Like a gift, there was also a personal extra-ordinary musical moment too.
Every time I hear ‘Body and Soul’ I am overwhelmed. The number of times it has happened must have reached a critical mass; last night was the first time I realised there’s a pattern here! I never know what I’m listening to. Maybe that will change one day, but for now I’ll hear it and my world will stop and at the end of it I think ‘Wow! Wha’ happened? Where did I go? What was that tune?’ And somebody tells me and I think (and sometimes say) ‘OMG, that always happens when I hear “Body and Soul”‘
In the hands of Allan Browne, Sam Anning and Marc Hannaford last night – and particularly Marc Hannaford as the piano was my main focus throughout – the song took on a visceral presence.

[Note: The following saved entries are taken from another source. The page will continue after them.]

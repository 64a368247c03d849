//! Fixed-interval status polling for documents still being processed.

use std::{sync::Arc, time::Duration};

use async_trait::async_trait;
use common::data::{DocumentRecord, UploadEntry};
use log::debug;
use tokio::{
    select,
    task::JoinHandle,
    time::{interval, MissedTickBehavior},
};
use tokio_util::sync::CancellationToken;

use crate::api::DocumentBackend;

pub const DEFAULT_POLL_INTERVAL: Duration = Duration::from_secs(2);

/// What the poller keeps up to date.
#[async_trait]
pub trait PollTarget: Send + Sync {
    /// Folds fresh records into the tracked entries.
    async fn apply_records(&self, records: &[DocumentRecord]);

    /// Returns true, and marks polling as stopped, if nothing is in flight.
    /// Both must happen atomically so a file added concurrently either keeps
    /// this poller alive or starts a new one.
    async fn finish_if_idle(&self) -> bool;
}

#[derive(Clone, Copy, Debug, PartialEq, Eq)]
pub enum PollExit {
    /// Every tracked entry reached a terminal state.
    Idle,
    Cancelled,
}

/// Brings in-flight entries up to date with their records. Only forward
/// moves are taken, so an entry being driven locally is never set back.
pub fn reconcile_entries(entries: &mut [UploadEntry], records: &[DocumentRecord]) -> bool {
    let mut changed = false;
    for entry in entries.iter_mut().filter(|e| e.is_in_flight()) {
        let Some(document_id) = entry.document_id() else {
            continue;
        };
        if let Some(record) = records.iter().find(|r| r.id == document_id) {
            changed |= entry.transition(record.status, record.error_message.clone());
        }
    }
    changed
}

pub struct StatusPoller<B: ?Sized> {
    backend: Arc<B>,
    owner_id: String,
    period: Duration,
}

impl<B: DocumentBackend + ?Sized + 'static> StatusPoller<B> {
    pub fn new(backend: Arc<B>, owner_id: String, period: Duration) -> Self {
        Self {
            backend,
            owner_id,
            period,
        }
    }

    /// Polls until nothing is in flight or `token` is cancelled. Ticks run
    /// one after another; a tick that overruns the period swallows the
    /// ticks it missed instead of bunching them up.
    pub async fn run<T: PollTarget + ?Sized>(&self, target: &T, token: CancellationToken) -> PollExit {
        let mut timer = interval(self.period);
        timer.set_missed_tick_behavior(MissedTickBehavior::Skip);
        loop {
            select! {
                biased;
                _ = token.cancelled() => return PollExit::Cancelled,
                _ = timer.tick() => {}
            }
            if target.finish_if_idle().await {
                return PollExit::Idle;
            }
            let fetched = select! {
                biased;
                _ = token.cancelled() => return PollExit::Cancelled,
                r = self.backend.list_documents(&self.owner_id) => r,
            };
            match fetched {
                Ok(records) => target.apply_records(&records).await,
                Err(e) => debug!("status poll failed, retrying next tick: {e}"),
            }
            if target.finish_if_idle().await {
                return PollExit::Idle;
            }
        }
    }

    pub fn spawn<T: PollTarget + ?Sized + 'static>(self, target: Arc<T>) -> PollerHandle {
        let token = CancellationToken::new();
        let child = token.clone();
        let handle = tokio::spawn(async move { self.run(&*target, child).await });
        PollerHandle { token, handle }
    }
}

pub struct PollerHandle {
    token: CancellationToken,
    handle: JoinHandle<PollExit>,
}

impl PollerHandle {
    pub fn cancel(&self) {
        self.token.cancel();
    }

    pub fn is_finished(&self) -> bool {
        self.handle.is_finished()
    }

    pub async fn join(self) -> Option<PollExit> {
        self.handle.await.ok()
    }
}
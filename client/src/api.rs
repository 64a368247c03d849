//! The backend as seen by the upload pipeline.

use std::{io, path::Path, sync::Arc, time::Duration};

use async_stream::stream;
use async_trait::async_trait;
use bytes::{Bytes, BytesMut};
use common::{
    data::DocumentRecord,
    hash_file,
    helpers::now_millis,
    payloads::*,
};
use log::debug;
use reqwest::{Body, Client, RequestBuilder};
use serde::{de::DeserializeOwned, Serialize};
use tokio::{fs::File, io::AsyncReadExt, task::spawn_blocking};
use url::Url;

use crate::error::{ClientError, ClientResult};

/// Called with the number of bytes handed to the transport so far.
pub type ProgressSink = Arc<dyn Fn(u64) + Send + Sync>;

/// What the processing stage reported.
#[derive(Clone, Debug, PartialEq, Eq)]
pub struct ProcessOutcome {
    pub success: bool,
    pub error: Option<String>,
}

#[async_trait]
pub trait DocumentBackend: Send + Sync {
    /// Creates the metadata record, initially `uploading`.
    async fn create_document(
        &self,
        owner_id: &str,
        file_name: &str,
        file_type: &str,
        file_size: u64,
    ) -> ClientResult<DocumentRecord>;

    async fn update_document(
        &self,
        id: &str,
        update: UpdateDocumentPayload,
    ) -> ClientResult<DocumentRecord>;

    /// Stores the file's bytes and returns the storage path.
    async fn upload_bytes(
        &self,
        source: &Path,
        owner_id: &str,
        file_name: &str,
        progress: ProgressSink,
    ) -> ClientResult<String>;

    /// Runs extraction and indexing. A pipeline failure is an `Ok` outcome
    /// with `success: false`; `Err` means the call itself failed.
    async fn process_document(
        &self,
        document_id: &str,
        storage_path: &str,
        owner_id: &str,
    ) -> ClientResult<ProcessOutcome>;

    /// All of the owner's documents, newest first.
    async fn list_documents(&self, owner_id: &str) -> ClientResult<Vec<DocumentRecord>>;
}

const CHUNK_SIZE: usize = 256 * 1024;
const LIST_LIMIT: usize = 1000;

#[derive(Clone, Debug)]
pub struct HttpBackend {
    client: Client,
    base_url: Url,
    token: String,
}

impl HttpBackend {
    pub fn new(base_url: &str, token: String) -> ClientResult<Self> {
        let client = Client::builder()
            .user_agent(concat!("docchat-upload/", env!("CARGO_PKG_VERSION")))
            .tcp_keepalive(Some(Duration::from_secs(30)))
            .build()?;
        let base_url = Url::parse(base_url.trim_end_matches('/'))
            .map_err(|e| ClientError::BadResponse(format!("invalid base url {base_url}: {e}")))?;
        Ok(Self {
            client,
            base_url,
            token,
        })
    }

    fn url(&self, segments: &[&str]) -> ClientResult<Url> {
        let mut url = self.base_url.clone();
        url.path_segments_mut()
            .map_err(|_| ClientError::BadResponse(format!("{} cannot be a base url", self.base_url)))?
            .pop_if_empty()
            .extend(segments);
        Ok(url)
    }

    fn authed(&self, request: RequestBuilder) -> RequestBuilder {
        request.bearer_auth(&self.token)
    }

    /// Checks the status code and unwraps the response envelope.
    async fn process_response<Resp: DeserializeOwned>(
        input: reqwest::Result<reqwest::Response>,
        expected_status: u16,
    ) -> ClientResult<Resp> {
        let response: ApiResponse<Resp> = Self::envelope(input, expected_status).await?;
        if !response.success {
            return Err(ClientError::Api(response.error.unwrap_or(response.message)));
        }
        response
            .data
            .ok_or(ClientError::BadResponse(response.message))
    }

    async fn envelope<Resp: DeserializeOwned>(
        input: reqwest::Result<reqwest::Response>,
        expected_status: u16,
    ) -> ClientResult<ApiResponse<Resp>> {
        let res = input?;
        let code = res.status().as_u16();
        let text = res.text().await?;
        if code != expected_status {
            // Error responses still carry the envelope; its message beats the status line.
            if let Ok(ApiResponse {
                error: Some(error), ..
            }) = serde_json::from_str::<ApiResponse<serde_json::Value>>(&text)
            {
                return Err(ClientError::Api(error));
            }
            return Err(ClientError::BadStatusCode { code, body: text });
        }
        Ok(serde_json::from_str(&text)?)
    }

    async fn send_json<Req: Serialize, Resp: DeserializeOwned>(
        &self,
        method: reqwest::Method,
        url: Url,
        payload: &Req,
        expected_status: u16,
    ) -> ClientResult<Resp> {
        let res = self
            .authed(self.client.request(method, url))
            .json(payload)
            .send()
            .await;
        Self::process_response(res, expected_status).await
    }
}

#[async_trait]
impl DocumentBackend for HttpBackend {
    async fn create_document(
        &self,
        owner_id: &str,
        file_name: &str,
        file_type: &str,
        file_size: u64,
    ) -> ClientResult<DocumentRecord> {
        let payload = CreateDocumentPayload {
            user_id: owner_id.to_string(),
            name: file_name.to_string(),
            file_type: file_type.to_string(),
            file_size,
        };
        self.send_json(reqwest::Method::POST, self.url(&["documents"])?, &payload, 201)
            .await
    }

    async fn update_document(
        &self,
        id: &str,
        update: UpdateDocumentPayload,
    ) -> ClientResult<DocumentRecord> {
        self.send_json(reqwest::Method::PATCH, self.url(&["documents", id])?, &update, 200)
            .await
    }

    async fn upload_bytes(
        &self,
        source: &Path,
        owner_id: &str,
        file_name: &str,
        progress: ProgressSink,
    ) -> ClientResult<String> {
        let hash_source = std::fs::File::open(source)?;
        let hash = spawn_blocking(move || hash_file(hash_source))
            .await
            .map_err(|e| ClientError::Io(io::Error::other(e)))??;

        let object = format!("{}_{}", now_millis(), file_name);
        let url = self.url(&["storage", owner_id, &object])?;
        debug!("uploading {} to {url}", source.display());

        let mut file = File::open(source).await?;
        let body = stream! {
            let mut sent: u64 = 0;
            loop {
                let mut buf = BytesMut::with_capacity(CHUNK_SIZE);
                match file.read_buf(&mut buf).await {
                    Ok(0) => break,
                    Ok(n) => {
                        sent += n as u64;
                        progress(sent);
                        yield Ok::<Bytes, io::Error>(buf.freeze());
                    }
                    Err(e) => {
                        yield Err(e);
                        break;
                    }
                }
            }
        };
        let res = self
            .authed(self.client.put(url))
            .header(CONTENT_HASH_HEADER, hash)
            .body(Body::wrap_stream(body))
            .send()
            .await;
        let stored: StoredObject = Self::process_response(res, 201).await?;
        Ok(stored.path)
    }

    async fn process_document(
        &self,
        document_id: &str,
        storage_path: &str,
        owner_id: &str,
    ) -> ClientResult<ProcessOutcome> {
        let payload = ProcessDocumentPayload {
            file_path: storage_path.to_string(),
            document_id: document_id.to_string(),
            user_id: owner_id.to_string(),
        };
        let res = self
            .authed(self.client.post(self.url(&["upload_document"])?))
            .json(&payload)
            .send()
            .await;
        let response: ApiResponse<ProcessDocumentResponse> = Self::envelope(res, 200).await?;
        Ok(ProcessOutcome {
            success: response.success,
            error: response.error,
        })
    }

    async fn list_documents(&self, owner_id: &str) -> ClientResult<Vec<DocumentRecord>> {
        let mut url = self.url(&["documents"])?;
        url.query_pairs_mut()
            .append_pair("limit", &LIST_LIMIT.to_string());
        debug!("listing documents for {owner_id}");
        let res = self.authed(self.client.get(url)).send().await;
        let list: DocumentListResponse = Self::process_response(res, 200).await?;
        Ok(list.documents)
    }
}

Allan Browne - photo by Roger Mitchell 5 July 2011
I closed my eyes; the music seemed to require it. Soon, the sound is a shape. The shape of a bowl. Or a pie crust but the edges are jagged. No, not jagged exactly. Like the sides of the bowl or the crust are made from long rectangles. Side on, the edges have the same shape as a stylised container of chips on their ends in a paper container … hang on. Like piano keys. The same kind of shiny. The same kind of warm to the touch. Okay, I don’t touch piano keys very often but when I see them played they look like they should be warm. Marc Hannaford makes them look like they’re warm… but I digress. They are warm coloured, anyway. Corals, reds, warm shiny sides. That’s the edges of the bowl, and inside the this bowl or crust there is a shiny viscous liquid, constantly moving and changing, its surface bubbling but in an undulation of constant movement. Like claymation but softer. The movement in the viscous liquid matches the notes coming from the piano. I’d say relentless if that didn’t seem negative. Constant though, fluid, elastic, like skin. Music like skin??? No sharp bits, but it never stops. It’s everywhere and everything. The contents of the bowl and the bowl itself are made of the same thing, this warm coral, red liquid / solid everchanging container / contained.
When I open my eyes, it’s gone, but it lingers and when I try to explain to Marc later, I realise it probably sounds a bit intense and weird, so I figure I should just jot down the main bits and blog it ‘tomorrow’. Which is today.